» **YOUR ASSIGNMENT**: Go through the records and show each line where the word "high" occurs.

========================================================================

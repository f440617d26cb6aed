//  Copyright 2024 SRA Tools Authors
//
//  Licensed under the Apache License, Version 2.0 (the "License");
//  you may not use this file except in compliance with the License.
//  You may obtain a copy of the License at
//
//  http://www.apache.org/licenses/LICENSE-2.0
//
//  Unless required by applicable law or agreed to in writing, software
//  distributed under the License is distributed on an "AS IS" BASIS,
//  WITHOUT WARRANTIES OR CONDITIONS OF ANY KIND, either express or implied.
//  See the License for the specific language governing permissions and
//  limitations under the License.

//! 64-bit opaque spot key: `(group, local_row)` packed so the group occupies the high
//! `GROUP_BITS` bits and the local row the remaining low bits.

use std::fmt;

/// Default width, in bits, of the group index held in the high bits of a [`SpotKey`].
pub const DEFAULT_GROUP_BITS: u32 = 24;

/// An opaque 64-bit identifier naming one spot. Never interpreted by callers; only
/// [`KeyCodec`] knows how to take it apart.
#[derive(Clone, Copy, PartialEq, Eq, PartialOrd, Ord, Hash)]
pub struct SpotKey(pub u64);

impl SpotKey {
    pub fn raw(self) -> u64 {
        self.0
    }
}

impl fmt::Debug for SpotKey {
    fn fmt(&self, f: &mut fmt::Formatter<'_>) -> fmt::Result {
        write!(f, "SpotKey({:#018x})", self.0)
    }
}

impl From<u64> for SpotKey {
    fn from(raw: u64) -> Self {
        SpotKey(raw)
    }
}

/// Packs/unpacks [`SpotKey`] values for a fixed `group_bits` width.
///
/// `group_bits` is chosen once per load (from [`DEFAULT_GROUP_BITS`] or a configured
/// override) and never changes afterwards; group count and local-row count are capped
/// accordingly for the rest of the load.
#[derive(Debug, Clone, Copy)]
pub struct KeyCodec {
    group_bits: u32,
    row_shift: u32,
    row_mask: u64,
    group_mask: u64,
}

impl Default for KeyCodec {
    fn default() -> Self {
        Self::new(DEFAULT_GROUP_BITS)
    }
}

impl KeyCodec {
    /// Builds a codec for the given group-index width. Panics if `group_bits` does not
    /// leave room for at least one local-row bit, or does not fit in a u64.
    pub fn new(group_bits: u32) -> Self {
        assert!(
            group_bits > 0 && group_bits < 64,
            "group_bits ({group_bits}) must leave room for a local row index"
        );
        let row_shift = 64 - group_bits;
        let row_mask = if row_shift == 64 { u64::MAX } else { (1u64 << row_shift) - 1 };
        let group_mask = (1u64 << group_bits) - 1;
        Self {
            group_bits,
            row_shift,
            row_mask,
            group_mask,
        }
    }

    pub fn group_bits(&self) -> u32 {
        self.group_bits
    }

    /// `2^GROUP_BITS`: the maximum number of concurrently live groups.
    pub fn max_groups(&self) -> u64 {
        self.group_mask + 1
    }

    /// `2^(64 - GROUP_BITS)`: the maximum number of rows addressable within one group.
    pub fn max_rows_per_group(&self) -> u64 {
        self.row_mask + 1
    }

    pub fn fits_group(&self, group: u32) -> bool {
        (group as u64) <= self.group_mask
    }

    pub fn fits_row(&self, local_row: u64) -> bool {
        local_row <= self.row_mask
    }

    /// Packs `(group, local_row)` into an opaque [`SpotKey`].
    ///
    /// # Panics
    /// Panics in debug builds if either component overflows its allotted bit width.
    pub fn encode(&self, group: u32, local_row: u64) -> SpotKey {
        debug_assert!(self.fits_group(group), "group {group} exceeds {}-bit width", self.group_bits);
        debug_assert!(
            self.fits_row(local_row),
            "local row {local_row} exceeds {}-bit width",
            self.row_shift
        );
        SpotKey(((group as u64) << self.row_shift) | (local_row & self.row_mask))
    }

    /// Splits a [`SpotKey`] back into `(group, local_row)`.
    pub fn decode(&self, key: SpotKey) -> (u32, u64) {
        let local_row = key.0 & self.row_mask;
        let group = (key.0 >> self.row_shift) as u32;
        (group, local_row)
    }
}

#[cfg(test)]
mod tests {
    use super::*;

    #[test]
    fn roundtrip_default_width() {
        let codec = KeyCodec::default();
        for (group, row) in [(0u32, 0u64), (1, 1), (42, 1_000_000), (codec.max_groups() as u32 - 1, codec.max_rows_per_group() - 1)] {
            let key = codec.encode(group, row);
            assert_eq!(codec.decode(key), (group, row));
        }
    }

    #[test]
    fn roundtrip_narrow_width() {
        // A narrow group width exercises the boundary math differently from the default.
        let codec = KeyCodec::new(4);
        assert_eq!(codec.max_groups(), 16);
        assert_eq!(codec.max_rows_per_group(), 1 << 60);
        let key = codec.encode(15, 123_456_789);
        assert_eq!(codec.decode(key), (15, 123_456_789));
    }

    #[test]
    fn distinct_inputs_never_collide() {
        let codec = KeyCodec::new(8);
        let a = codec.encode(1, 5);
        let b = codec.encode(1, 6);
        let c = codec.encode(2, 5);
        assert_ne!(a, b);
        assert_ne!(a, c);
    }
}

========================================================================

» **SOLUTION TO THE PROBLEM**:
//! 64-bit opaque spot key: `(group, local_row)` packed so the group occupies the high
/// Default width, in bits, of the group index held in the high bits of a [`SpotKey`].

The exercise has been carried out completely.